もっとも、この場にいるメンバーの戦闘スタイルならば、それほど問題にはならない。
「……何の音もしない……」
不気味なくらい静かな道を、歩き出す。
地図は頭に入っている。
周囲はまったく同じように見える岩壁とはいえ、ヘリオスにとって「同じ」はない。
仮に道を間違えたとしても、元の場所まで確実に戻ってこられるだろう。
覚えている道を、辿ればいいのだから。
だから彼は、"迷う”という心配は一切していない。
ただ、この空気が、漠然とした不安を煽っているだけだ。
(何だろう……はじめて来た場所なのに。妙な既視感がある……)
冷たい壁、薄暗い通路、静かすぎる空気。
奇妙な感覚が、ヘリオスの心の中で渦巻いている。
“……なあ。……の様子、何だか少しおかしくなかったか……?”
“……の……となるのだから、いつも通りとはいかなかったのだろう”
急に、耳の奥で声が聞こえた気がした。
誰かと、もうひとり誰かが話している。

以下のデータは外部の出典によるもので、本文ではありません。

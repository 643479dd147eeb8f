use rochambeau_cli::run_with_input;
use std::io::Cursor;

fn play(args: &[&str], input: &str) -> (i32, String, String) {
    let mut out: Vec<u8> = Vec::new();
    let mut err: Vec<u8> = Vec::new();
    let mut stdin = Cursor::new(input.as_bytes().to_vec());
    let code = run_with_input(args.iter().copied(), &mut out, &mut err, &mut stdin);
    (
        code,
        String::from_utf8_lossy(&out).into_owned(),
        String::from_utf8_lossy(&err).into_owned(),
    )
}

fn final_score(stdout: &str) -> (u32, u32) {
    let line = stdout
        .lines()
        .find(|l| l.starts_with("Final Score:"))
        .expect("final score line");
    let nums: Vec<u32> = line
        .split_whitespace()
        .filter_map(|w| w.parse().ok())
        .collect();
    (nums[0], nums[1])
}

#[test]
fn session_tallies_match_round_headlines() {
    let input = "rock\npaper\nscissors\nrock\npaper\nscissors\nq\n";
    let (code, stdout, _) = play(&["rochambeau", "play", "--seed", "31337"], input);
    assert_eq!(code, 0);

    let wins = stdout.matches("YOU WIN this round!").count() as u32;
    let losses = stdout.matches("COMPUTER WINS this round!").count() as u32;
    let ties = stdout.matches("It's a TIE!").count() as u32;
    assert_eq!(wins + losses + ties, 6);
    assert_eq!(final_score(&stdout), (wins, losses));
}

#[test]
fn invalid_move_does_not_count_as_a_round() {
    let (code, stdout, stderr) = play(
        &["rochambeau", "play", "--seed", "1", "--rounds", "1"],
        "well\nROCK\n",
    );
    assert_eq!(code, 0);
    assert!(stderr.contains("Error: Unrecognized move 'well'"));
    assert!(stdout.contains("Rounds played: 1"));
    assert_eq!(stdout.matches("You chose:").count(), 1);
}

#[test]
fn reset_mid_session_restarts_from_zero() {
    let (code, stdout, _) = play(
        &["rochambeau", "play", "--seed", "8"],
        "rock\nrock\nreset\npaper\n",
    );
    assert_eq!(code, 0);
    let after_reset = stdout.rsplit("Game reset!").next().unwrap();
    assert!(after_reset.contains("Score: You 0 - 0 Computer"));
    let (p, c) = final_score(&stdout);
    assert!(p + c <= 1, "only one round was played after the reset");
}

#[test]
fn seeded_sessions_are_reproducible() {
    let args = ["rochambeau", "play", "--seed", "2024", "--rounds", "5"];
    let input = "rock\nrock\npaper\nscissors\npaper\n";
    let (_, a, _) = play(&args, input);
    let (_, b, _) = play(&args, input);
    assert_eq!(a, b);
}

#[test]
fn immediate_eof_plays_nothing() {
    let (code, stdout, _) = play(&["rochambeau", "play", "--seed", "3"], "");
    assert_eq!(code, 0);
    assert!(stdout.contains("Choose your move!"));
    assert!(stdout.contains("Rounds played: 0"));
    assert_eq!(final_score(&stdout), (0, 0));
}

#[test]
fn non_utf8_line_is_rejected_and_play_continues() {
    let mut out: Vec<u8> = Vec::new();
    let mut err: Vec<u8> = Vec::new();
    let mut stdin = Cursor::new(b"rock\n\xff\xfe\npaper\nscissors\n".to_vec());
    let code = run_with_input(
        ["rochambeau", "play", "--seed", "4", "--rounds", "3"],
        &mut out,
        &mut err,
        &mut stdin,
    );
    let stdout = String::from_utf8_lossy(&out);
    let stderr = String::from_utf8_lossy(&err);

    assert_eq!(code, 0);
    assert_eq!(stderr.matches("Error: Unrecognized move").count(), 1);
    assert!(!stderr.contains("input ended"));
    assert!(stdout.contains("You chose: PAPER"));
    assert!(stdout.contains("You chose: SCISSORS"));
    assert!(stdout.contains("Rounds played: 3"));
}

そんな気配だった。
とても、聞き覚えがある気のする声。
しかし、ぼやけていて、誰だかはっきりしない。
「ヘリオス?」
「あ、……ごめん、何でもない」
ウィスカの声で我に返り、思考を振り払う。
ぼんやりしている場合ではない。
分かれ道に差しかかるたび、ヘリオスは即座に判断を下す。
警備兵の足音が近づいた瞬間も、別のルートへ滑り込むように進み、事なきを得た。
この牢獄には、同じ場所に出る道がいくつもある。
所々でつながっているのだ。
「本当に、よく覚えていますね……」
「え?そうかな」
驚きと呆れを含んだルナリアの言葉を、軽く流すように答える。
本人はあまり気にしていないが、この正確さは普通ではない。
尚、どうしても避けられない警備兵は、ルナリアが音もなく意識を奪った。
あまりに鮮やかな手並みに、目が追いつかないほどである。
(……本当に強いんだ……)
しかしシオンやカルロのような、正面からの強さとは違う。
隠密に長けている、という評価も頷けた。
「今、どのあたりまで来たんでしょうか」
「う〜ん、地図でいうと……半分弱かな」
すでに数時間が経っているが、まだ半分にも届いていないようだった。
かなりの広さである上に入り組んでいるので、なかなか先に進めない。
「大丈夫?疲れたなら休もうか?」
「いえ。疲れないので必要ありません。……あなたが疲れているなら、休みます」
疲れないって何。疲れてない、じゃなくて?
……気になるけれど、聞いても答えてくれる気はしない。
そういえば、前にも「眠らない」なんて言っていたのを思い出す。
悩みつつ歩を進めていると、踏み出した足元が僅かに沈む。
罠だ、と気づいた時には遅い。
「ヘリオス!」
彼に向かって、鋭い刃が側面から襲ってくる。
しかしウィスカの結界が展開されるよりも早く、ルナリアが音もなく飛び出した。
そして、その刃を正面から受ける。
咄嗟のことで受け止めきれなかったのか、彼女の武器で防ぎきれる威力ではなかったのか。
床に滴り落ちた赤は、やがて小さな水たまりのように広がっていった。
ヘリオスは目の前の光景を、しばらく理解できなかった。